Одноклассники ужасно дразнили меня. Им было чудно, что я говорю на другом языке, тем более по-немецки — в те времена, когда на все немецкое смотрели с подозрением, по крайней мере среди рабочего населения нашей части Стокгольма, Сёдера. Они меня звали «немчурой». Иногда мальчишками овладевало какое-то исступление, им приходила в голову мысль отлупить немчуру, и они гонялись за мной по школьному двору. Но я был шустрый и, как правило, удирал от них. Только один раз кто-то из взрослых вступился и прогнал моих мучителей.
Имя Николай для их слуха звучало некрасиво, его быстро превратили в Никодемуса, или попросту Никке. Когда-то давным-давно, в конце сороковых годов, в окне одного из стокгольмских домишек сидел мальчишка и всякий раз, когда я проходил мимо, кричал во всю мочь, так что его голос разносился на весь Осэберг: «Никодемус! Никодемус! Никодемус!» Он кричал это с тех пор, как я появился в Швеции. Я помню, как бормотал про себя: «Черт бы его побрал, хоть бы раз промолчал!»
Я страдал оттого, что в школе были настроены против меня, но прятал эти чувства внутри себя. Ребенком я был всегда замкнут, стеснялся рассказывать родителям, как обстоят дела. Особенно запомнился один случай, когда я побывал в потасовке и на лице у меня красовалась ссадина. Когда мать спросила меня, что же случилось, я выдумал историю, будто уронил книгу на пол в классе, а когда наклонился, чтобы поднять ее, то ударился лицом о крышку парты.
За моей ложью стоял страх — страх, что дома меня тоже отлупят. Необходимость превращать неприятную правду в вынужденную ложь наложила отпечаток на все мое детство, и этот отпечаток чувствуется и поныне. Если я вдруг получал в школе плохие отметки, я живо исправлял минус на плюс. Однажды я из «С» сделал «а», учитель заметил подделку и наказал меня. Но зато я был спасен от необходимости идти с плохой отметкой домой, к родителям.
В детстве я чувствовал себя совершенно одиноким. Я страдал от чего-то, что никогда не умел точно определить. Может быть, это была чрезмерная опека моих родителей. В самый разгар игры могла внезапно появиться мать и забрать меня домой: «Хорошенького понемножку! Тебе пора есть!» Я готов был ее растерзать.
Я всегда был одет не так, как другие мальчики, а это доставляет ребенку массу неприятностей.
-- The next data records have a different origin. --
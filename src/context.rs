//! Shared search state
//!
//! A [`SearchContext`] is created once per run and handed by reference to every
//! engine. It owns the evaluator and both datasets, counts evaluator calls,
//! keeps the best-so-far record and carries the early-stop flag.

use std::sync::atomic::{AtomicBool, AtomicUsize, Ordering};
use std::sync::{Mutex, PoisonError};

use tracing::info;

use crate::evaluator::{Dataset, Evaluator};

/// A new combined error must beat the record by more than this
pub const BEST_MARGIN: f64 = 1e-10;

/// Best expression found so far and its combined train + test error
#[derive(Clone, Debug, PartialEq)]
pub struct BestRecord {
    expression: Option<String>,
    error: f64,
}

impl Default for BestRecord {
    fn default() -> Self {
        Self::new()
    }
}

impl BestRecord {
    /// Empty record with infinite error
    pub fn new() -> Self {
        Self {
            expression: None,
            error: f64::INFINITY,
        }
    }

    /// Replace the record if `error` is lower by more than [`BEST_MARGIN`]
    pub fn offer(&mut self, expression: &str, error: f64) -> bool {
        if self.error > error + BEST_MARGIN {
            self.expression = Some(expression.to_string());
            self.error = error;
            true
        } else {
            false
        }
    }

    /// Best expression, if any candidate has been accepted
    pub fn expression(&self) -> Option<&str> {
        self.expression.as_deref()
    }

    /// Combined error of the best expression
    pub fn error(&self) -> f64 {
        self.error
    }
}

/// Evaluator glue shared by all engines
pub struct SearchContext {
    evaluator: Box<dyn Evaluator>,
    train: Dataset,
    test: Dataset,
    optimize: bool,
    threshold: f64,
    best: Mutex<BestRecord>,
    evaluations: AtomicUsize,
    stop: AtomicBool,
}

impl SearchContext {
    /// Create a context for one run
    pub fn new(
        evaluator: Box<dyn Evaluator>,
        train: Dataset,
        test: Dataset,
        optimize: bool,
        threshold: f64,
    ) -> Self {
        Self {
            evaluator,
            train,
            test,
            optimize,
            threshold,
            best: Mutex::new(BestRecord::new()),
            evaluations: AtomicUsize::new(0),
            stop: AtomicBool::new(false),
        }
    }

    /// Score a candidate expression and return its training error
    ///
    /// The held-out set is only evaluated, with the fitted parameters frozen,
    /// when the training error alone does not already lose to the record.
    /// Reaching the error threshold raises the stop flag; once raised, this
    /// returns `f64::INFINITY` without calling the evaluator.
    pub fn score(&self, expression: &str) -> f64 {
        if self.should_stop() {
            return f64::INFINITY;
        }
        self.evaluations.fetch_add(1, Ordering::Relaxed);

        let train = self.evaluator.evaluate(expression, &self.train, self.optimize);
        let combined = if !train.is_finite() {
            f64::INFINITY
        } else if train.error > self.best_error() {
            return train.error;
        } else {
            let test = self.evaluator.evaluate(&train.resolved, &self.test, false);
            train.error + test.error
        };

        {
            let mut best = self.best.lock().unwrap_or_else(PoisonError::into_inner);
            if best.offer(&train.resolved, combined) {
                info!(expression = %train.resolved, error = combined, "new best expression");
            }
        }
        if combined <= self.threshold {
            info!(error = combined, threshold = self.threshold, "error threshold reached");
            self.request_stop();
        }
        train.error
    }

    /// Canonical form with `C` placeholders kept
    pub fn canonicalize(&self, expression: &str) -> Option<String> {
        self.evaluator.canonicalize(expression)
    }

    /// Whether the run should wind down
    pub fn should_stop(&self) -> bool {
        self.stop.load(Ordering::Acquire)
    }

    /// Raise the early-stop flag
    pub fn request_stop(&self) {
        self.stop.store(true, Ordering::Release);
    }

    /// Evaluator calls made through [`SearchContext::score`]
    pub fn evaluations(&self) -> usize {
        self.evaluations.load(Ordering::Relaxed)
    }

    /// Snapshot of the best-so-far record
    pub fn best(&self) -> BestRecord {
        self.best
            .lock()
            .unwrap_or_else(PoisonError::into_inner)
            .clone()
    }

    /// Combined error of the best-so-far record
    pub fn best_error(&self) -> f64 {
        self.best.lock().unwrap_or_else(PoisonError::into_inner).error()
    }

    /// Training data
    pub fn train(&self) -> &Dataset {
        &self.train
    }

    /// Held-out data
    pub fn test(&self) -> &Dataset {
        &self.test
    }
}

impl std::fmt::Debug for SearchContext {
    fn fmt(&self, f: &mut std::fmt::Formatter<'_>) -> std::fmt::Result {
        f.debug_struct("SearchContext")
            .field("train_samples", &self.train.len())
            .field("test_samples", &self.test.len())
            .field("optimize", &self.optimize)
            .field("threshold", &self.threshold)
            .field("evaluations", &self.evaluations())
            .field("stopped", &self.should_stop())
            .finish()
    }
}

#[cfg(test)]
mod tests {
    use super::*;
    use crate::evaluator::NumericEvaluator;

    fn context(threshold: f64) -> SearchContext {
        let x: Vec<f64> = (1..=6).map(f64::from).collect();
        let t: Vec<f64> = x.iter().map(|v| 2.0 * v).collect();
        let data = Dataset::new(vec![x], t).unwrap();
        SearchContext::new(
            Box::new(NumericEvaluator::default()),
            data.clone(),
            data,
            true,
            threshold,
        )
    }

    #[test]
    fn test_best_record_margin() {
        let mut best = BestRecord::new();
        assert!(best.offer("X1", 1.0));
        assert!(!best.offer("X2", 1.0 - 1e-11));
        assert!(best.offer("X3", 0.5));
        assert_eq!(best.expression(), Some("X3"));
        assert_eq!(best.error(), 0.5);
        assert!(!best.offer("X4", f64::INFINITY));
    }

    #[test]
    fn test_score_updates_record_and_counter() {
        let ctx = context(1e-12);
        let err = ctx.score("X1*X1");
        assert!(err > 0.0);
        assert_eq!(ctx.evaluations(), 1);
        assert_eq!(ctx.best().expression(), Some("X1**2"));
        assert!(!ctx.should_stop());

        // exact hit stops the run
        assert_eq!(ctx.score("X1+X1"), 0.0);
        assert!(ctx.should_stop());
        assert_eq!(ctx.best().error(), 0.0);

        // no further evaluator calls once stopped
        assert_eq!(ctx.score("X1"), f64::INFINITY);
        assert_eq!(ctx.evaluations(), 2);
    }

    #[test]
    fn test_infinite_threshold_stops_on_first_call() {
        let ctx = context(f64::INFINITY);
        ctx.score("log(0)");
        assert!(ctx.should_stop());
        assert_eq!(ctx.evaluations(), 1);
    }

    #[test]
    fn test_worse_training_error_skips_record() {
        let ctx = context(1e-12);
        ctx.score("X1+X1+X1");
        let before = ctx.best();
        ctx.score("X1*X1*X1");
        assert_eq!(ctx.best(), before);
    }
}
Одевали меня очень красиво: наверное, большую часть моих нарядов мать шила сама. Помню, я ужасно страдал от зимней шапки, которая досталась от матери,— мне казалось, что я выгляжу в ней по-девчачьи, поэтому, выходя из-под контроля матери, я тотчас же срывал шапку с головы. Больше всего на свете мне хотелось выглядеть как другие, но родители об этом даже не задумывались.
В результате я выглядел довольно несчастным ребенком — об этом рассказала мне моя учительница, когда мы встретились много позже. Но вообще-то я не был таким уж несчастным — вероятно, это славянский темперамент бросал на мое лицо какие-то сумрачные отсветы.
Я помню, что на Грувгатан у нас были очень милые соседи. Мы, дети, жившие вокруг Осэберга, держались компаниями. Была так называемая Грувбакенская команда, к которой принадлежал и я. Осэбергская команда состояла из детей рабочих, и отношения между командами были довольно натянутые, но дрались мы не так уж часто, причем дело кончалось в основном мелкими потасовками или войной в снежки. Но, помню, между нами были отчетливо заметны классовые различия.
В тех местах население было смешанное. В большом угловом доме ближе к Осегатан жили рабочие. Такие же дома стояли на холме вдоль Данвиксгатан, кажется, жители их по большей части работали на стеариновой фабрике в Лильехольме, поблизости. Там, где была конечная остановка трамвайной линии номер девять, стояли яркие, но невероятно облезлые красные домишки.
На Грувгатан, 4, находился дом желтого цвета. На самом верху, в пятикомнатной квартире, жил художник Ханс Юхансон Нурсбу из Фалуна. Мы с отцом часто навещали Нурсбу в его квартире-мастерской. Как-то летом он пригласил всю нашу семью к себе в Даларна. В нашем доме жили и другие люди искусства. Карин Свенсон — очаровательная малышка, которая играла чуть ли не во всех шведских кинокомедиях. Я любил открывать ей дверь, она непременно давала мне монетку, а я этим ужасно гордился. Жил там и капельмейстер Эйнар Грот, он был замечательный скрипач. А над нами снимал квартиру журналист Карро Бергквист.